Characterization of Posttranslational Modifications of Brain Tubulin by Matrix-Assisted Laser Desorption/Ionization Mass Spectrometry: Direct One-Step Analysis of a Limited Subtilisin Digest

Abstract

Matrix-assisted ultraviolet laser desorption/ionization (MALDI) mass spectrometry was used to investigate the molecular masses and heterogeneity patterns caused by post-translational modifications in tubulin from porcine brain. Direct analysis of the limited digest with subtilisin shows that the molecular masses of the majority of the carboxyterminal fragments are below 2 kDa, while the truncated tubulin subunits have lost approximately the same mass. The results confirm the cleavage sites previously postulated for this protease.

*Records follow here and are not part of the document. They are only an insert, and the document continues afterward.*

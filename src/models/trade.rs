use chrono::{DateTime, Utc};
use rust_decimal::Decimal;
use serde::{Deserialize, Serialize};
use sqlx::FromRow;
use uuid::Uuid;

use super::{Side, TradeStatus};

/// Database row for the trades table. A trade is created `pending` and
/// moves to exactly one of the terminal statuses; the guarded update in
/// `trade_repo` is what enforces that ordering.
#[derive(Debug, Clone, PartialEq, Serialize, Deserialize, FromRow)]
#[serde(rename_all = "camelCase")]
pub struct Trade {
    pub id: Uuid,
    pub symbol: String,
    pub side: Side,
    pub quantity: Decimal,
    pub price: Decimal,
    pub pilot_id: Uuid,
    pub status: TradeStatus,
    pub timestamp: DateTime<Utc>,
}
use axum::extract::{Path, State};
use axum::Json;
use serde_json::Value;
use uuid::Uuid;

use crate::db::{pilot_repo, trade_repo};
use crate::errors::AppError;
use crate::models::{Pilot, Trade};
use crate::schema;
use crate::AppState;

use super::ApiResponse;

/// GET /api/pilots — active pilots, most followed first.
pub async fn list(
    State(state): State<AppState>,
) -> Result<Json<ApiResponse<Vec<Pilot>>>, AppError> {
    let pilots = pilot_repo::get_active_pilots(&state.db).await?;

    Ok(ApiResponse::ok(pilots))
}

/// POST /api/pilots — onboard a pilot from a full, validated payload.
pub async fn create(
    State(state): State<AppState>,
    Json(body): Json<Value>,
) -> Result<Json<ApiResponse<Pilot>>, AppError> {
    let pilot = schema::validate_pilot(&body)?;
    let pilot = pilot_repo::insert_pilot(&state.db, &pilot).await?;

    Ok(ApiResponse::ok(pilot))
}

/// GET /api/pilots/{id}
pub async fn detail(
    State(state): State<AppState>,
    Path(id): Path<Uuid>,
) -> Result<Json<ApiResponse<Pilot>>, AppError> {
    let pilot = pilot_repo::get_pilot(&state.db, id)
        .await?
        .ok_or_else(|| AppError::NotFound("pilot not found".into()))?;

    Ok(ApiResponse::ok(pilot))
}

/// GET /api/pilots/{id}/trades
pub async fn trades(
    State(state): State<AppState>,
    Path(id): Path<Uuid>,
) -> Result<Json<ApiResponse<Vec<Trade>>>, AppError> {
    let trades = trade_repo::get_trades_by_pilot(&state.db, id).await?;

    Ok(ApiResponse::ok(trades))
}

/// POST /api/pilots/follow — follow a pilot, bumping its follower count.
pub async fn follow(
    State(state): State<AppState>,
    Json(body): Json<Value>,
) -> Result<Json<ApiResponse<Pilot>>, AppError> {
    let request = schema::validate_follow_pilot_request(&body)?;

    let pilot = pilot_repo::increment_followers(&state.db, request.pilot_id)
        .await?
        .ok_or_else(|| AppError::NotFound("pilot not found or inactive".into()))?;

    Ok(ApiResponse::ok(pilot))
}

The mass information on the peptides allows the degree of polyglutamylation to be measured directly and shows that molecules with two glutamyl residues in the side chain are the most abundant species. In addition it identifies the degree of tyrosination of α tubulin. This onestep monitoring of a complex digest provides information equivalent to that obtainable from the purified components, while the amount of material required is reduced by three orders of magnitude when compared to previous studies. MALDI spectra partially resolve the α and β subunits of the highly homogeneous tubulin from turkey erythrocytes, which lacks polyglutamylation but does not separate α and β subunits from the heterogeneous brain tubulin. Post-translational modifications of the brain tubulin result in shifting peaks to higher molecular masses, in broadening of the peaks, and in loss of resolution.